◆ Collected data entries ◆
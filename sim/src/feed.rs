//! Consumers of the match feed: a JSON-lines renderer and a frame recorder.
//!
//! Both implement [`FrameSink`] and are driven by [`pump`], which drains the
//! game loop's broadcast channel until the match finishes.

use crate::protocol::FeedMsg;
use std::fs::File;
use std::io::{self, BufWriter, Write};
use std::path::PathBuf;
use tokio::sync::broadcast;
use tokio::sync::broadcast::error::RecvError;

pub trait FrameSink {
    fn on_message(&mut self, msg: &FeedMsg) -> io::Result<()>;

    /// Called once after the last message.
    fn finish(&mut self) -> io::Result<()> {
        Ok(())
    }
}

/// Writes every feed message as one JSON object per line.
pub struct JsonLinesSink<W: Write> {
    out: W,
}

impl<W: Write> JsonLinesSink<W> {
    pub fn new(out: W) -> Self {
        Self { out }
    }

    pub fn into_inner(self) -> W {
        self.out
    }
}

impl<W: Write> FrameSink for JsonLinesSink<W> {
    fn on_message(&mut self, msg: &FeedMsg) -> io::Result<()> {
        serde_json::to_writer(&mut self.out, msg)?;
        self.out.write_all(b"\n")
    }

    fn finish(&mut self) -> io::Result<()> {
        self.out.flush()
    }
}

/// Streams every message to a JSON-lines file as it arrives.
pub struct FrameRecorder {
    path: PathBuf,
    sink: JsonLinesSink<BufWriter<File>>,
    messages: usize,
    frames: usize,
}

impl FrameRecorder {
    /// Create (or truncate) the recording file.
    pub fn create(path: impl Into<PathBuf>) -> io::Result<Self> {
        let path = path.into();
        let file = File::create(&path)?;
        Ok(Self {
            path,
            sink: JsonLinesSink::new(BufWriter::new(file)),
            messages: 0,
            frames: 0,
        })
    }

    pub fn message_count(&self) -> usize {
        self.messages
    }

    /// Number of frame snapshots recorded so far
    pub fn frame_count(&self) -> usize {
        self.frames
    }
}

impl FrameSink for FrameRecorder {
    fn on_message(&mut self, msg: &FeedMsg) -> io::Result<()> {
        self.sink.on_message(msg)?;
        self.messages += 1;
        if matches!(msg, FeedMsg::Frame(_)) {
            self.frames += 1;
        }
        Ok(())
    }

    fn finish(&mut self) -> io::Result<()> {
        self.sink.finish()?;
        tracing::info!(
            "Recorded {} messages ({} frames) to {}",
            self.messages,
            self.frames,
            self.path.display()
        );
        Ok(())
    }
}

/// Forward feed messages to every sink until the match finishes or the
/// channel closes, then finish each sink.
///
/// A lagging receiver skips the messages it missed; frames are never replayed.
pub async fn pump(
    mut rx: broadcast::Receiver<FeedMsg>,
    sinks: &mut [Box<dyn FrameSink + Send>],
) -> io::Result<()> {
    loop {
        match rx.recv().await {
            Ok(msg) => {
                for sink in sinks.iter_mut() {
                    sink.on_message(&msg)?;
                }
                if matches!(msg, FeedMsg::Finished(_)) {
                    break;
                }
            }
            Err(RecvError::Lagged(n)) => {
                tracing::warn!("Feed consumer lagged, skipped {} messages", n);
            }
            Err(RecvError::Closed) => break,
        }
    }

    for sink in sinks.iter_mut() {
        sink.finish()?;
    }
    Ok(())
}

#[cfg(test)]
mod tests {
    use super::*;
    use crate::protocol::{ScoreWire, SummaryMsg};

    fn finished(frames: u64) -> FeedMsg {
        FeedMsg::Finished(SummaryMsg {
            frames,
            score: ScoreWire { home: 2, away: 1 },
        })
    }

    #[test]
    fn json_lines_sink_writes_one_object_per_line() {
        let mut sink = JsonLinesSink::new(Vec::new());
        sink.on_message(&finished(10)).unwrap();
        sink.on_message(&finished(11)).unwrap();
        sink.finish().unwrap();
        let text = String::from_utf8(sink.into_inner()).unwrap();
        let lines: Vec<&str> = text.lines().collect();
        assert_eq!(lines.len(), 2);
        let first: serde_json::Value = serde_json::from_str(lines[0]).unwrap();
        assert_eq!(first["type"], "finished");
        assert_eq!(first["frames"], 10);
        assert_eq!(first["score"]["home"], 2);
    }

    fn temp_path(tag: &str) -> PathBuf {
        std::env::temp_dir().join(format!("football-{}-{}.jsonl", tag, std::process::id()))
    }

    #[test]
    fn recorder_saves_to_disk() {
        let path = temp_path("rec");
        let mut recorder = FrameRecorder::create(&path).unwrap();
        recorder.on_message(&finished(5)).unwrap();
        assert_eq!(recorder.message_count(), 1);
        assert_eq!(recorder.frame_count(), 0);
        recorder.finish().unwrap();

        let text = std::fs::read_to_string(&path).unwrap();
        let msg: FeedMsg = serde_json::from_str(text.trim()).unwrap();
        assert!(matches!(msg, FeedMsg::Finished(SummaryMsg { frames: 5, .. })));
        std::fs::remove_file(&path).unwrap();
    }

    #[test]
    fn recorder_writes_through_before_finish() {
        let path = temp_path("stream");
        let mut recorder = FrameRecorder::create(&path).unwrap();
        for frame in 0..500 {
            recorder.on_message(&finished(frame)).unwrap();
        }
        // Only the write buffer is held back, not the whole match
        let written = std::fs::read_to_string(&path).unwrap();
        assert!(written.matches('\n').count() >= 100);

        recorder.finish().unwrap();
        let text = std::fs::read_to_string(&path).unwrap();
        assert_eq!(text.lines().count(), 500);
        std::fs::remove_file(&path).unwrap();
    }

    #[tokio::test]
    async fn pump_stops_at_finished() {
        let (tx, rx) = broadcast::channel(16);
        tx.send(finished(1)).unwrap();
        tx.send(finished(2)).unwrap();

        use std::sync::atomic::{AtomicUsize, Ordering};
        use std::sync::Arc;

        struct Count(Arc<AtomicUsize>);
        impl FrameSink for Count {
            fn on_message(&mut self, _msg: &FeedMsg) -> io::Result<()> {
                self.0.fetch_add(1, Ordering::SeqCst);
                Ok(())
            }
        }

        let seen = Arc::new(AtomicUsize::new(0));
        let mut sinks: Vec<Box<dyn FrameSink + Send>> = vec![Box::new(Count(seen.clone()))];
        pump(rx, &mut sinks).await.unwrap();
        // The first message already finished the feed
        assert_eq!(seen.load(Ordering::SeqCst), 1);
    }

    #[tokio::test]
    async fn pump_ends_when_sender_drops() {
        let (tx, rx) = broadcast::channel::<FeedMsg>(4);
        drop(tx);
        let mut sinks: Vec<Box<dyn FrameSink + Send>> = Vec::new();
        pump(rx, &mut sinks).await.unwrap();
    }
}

--

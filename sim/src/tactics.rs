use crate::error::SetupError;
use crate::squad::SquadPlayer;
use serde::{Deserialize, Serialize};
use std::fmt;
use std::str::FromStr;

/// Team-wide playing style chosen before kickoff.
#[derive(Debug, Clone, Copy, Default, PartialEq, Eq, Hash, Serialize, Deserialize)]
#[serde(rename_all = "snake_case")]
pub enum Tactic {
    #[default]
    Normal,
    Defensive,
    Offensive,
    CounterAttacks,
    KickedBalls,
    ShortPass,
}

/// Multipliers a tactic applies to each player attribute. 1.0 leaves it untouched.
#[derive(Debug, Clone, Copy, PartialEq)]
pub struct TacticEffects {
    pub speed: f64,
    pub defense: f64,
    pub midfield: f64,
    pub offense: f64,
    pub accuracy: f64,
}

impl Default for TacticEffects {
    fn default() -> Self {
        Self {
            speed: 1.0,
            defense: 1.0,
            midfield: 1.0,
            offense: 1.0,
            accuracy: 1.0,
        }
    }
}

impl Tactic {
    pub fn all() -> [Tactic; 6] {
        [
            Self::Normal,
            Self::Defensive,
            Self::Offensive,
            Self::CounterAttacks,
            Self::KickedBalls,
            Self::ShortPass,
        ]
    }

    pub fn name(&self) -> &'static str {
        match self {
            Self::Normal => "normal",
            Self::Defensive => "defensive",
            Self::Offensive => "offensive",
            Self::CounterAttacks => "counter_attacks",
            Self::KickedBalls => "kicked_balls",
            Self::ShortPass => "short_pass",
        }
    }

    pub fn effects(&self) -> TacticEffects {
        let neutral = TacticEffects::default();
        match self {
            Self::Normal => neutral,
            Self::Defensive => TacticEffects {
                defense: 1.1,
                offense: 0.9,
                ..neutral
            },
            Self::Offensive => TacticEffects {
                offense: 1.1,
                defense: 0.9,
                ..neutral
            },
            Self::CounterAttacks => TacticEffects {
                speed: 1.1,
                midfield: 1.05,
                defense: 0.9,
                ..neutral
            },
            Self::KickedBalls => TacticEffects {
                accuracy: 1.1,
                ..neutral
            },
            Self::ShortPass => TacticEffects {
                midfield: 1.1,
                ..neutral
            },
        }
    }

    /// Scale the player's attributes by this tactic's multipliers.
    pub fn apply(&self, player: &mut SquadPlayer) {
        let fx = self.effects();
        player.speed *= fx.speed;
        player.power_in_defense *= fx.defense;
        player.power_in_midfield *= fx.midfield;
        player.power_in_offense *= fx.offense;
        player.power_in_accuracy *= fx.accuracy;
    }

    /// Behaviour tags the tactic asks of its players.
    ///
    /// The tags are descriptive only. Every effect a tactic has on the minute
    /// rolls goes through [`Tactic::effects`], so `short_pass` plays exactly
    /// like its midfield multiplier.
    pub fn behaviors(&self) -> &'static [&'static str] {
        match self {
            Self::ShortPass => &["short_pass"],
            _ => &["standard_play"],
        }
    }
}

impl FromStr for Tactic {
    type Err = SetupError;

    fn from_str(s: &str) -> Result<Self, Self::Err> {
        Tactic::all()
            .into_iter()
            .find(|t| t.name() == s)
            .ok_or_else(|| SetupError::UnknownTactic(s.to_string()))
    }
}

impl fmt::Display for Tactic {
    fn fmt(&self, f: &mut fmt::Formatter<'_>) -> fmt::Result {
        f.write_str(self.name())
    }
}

◆ WHAT YOU ARE ASKED TO DO ◆
Report back every line of the entries in which "async" occurs.

◆ RESPONSE TO THIS EXERCISE ◆
pub async fn pump(
    async fn pump_stops_at_finished() {
    async fn pump_ends_when_sender_drops() {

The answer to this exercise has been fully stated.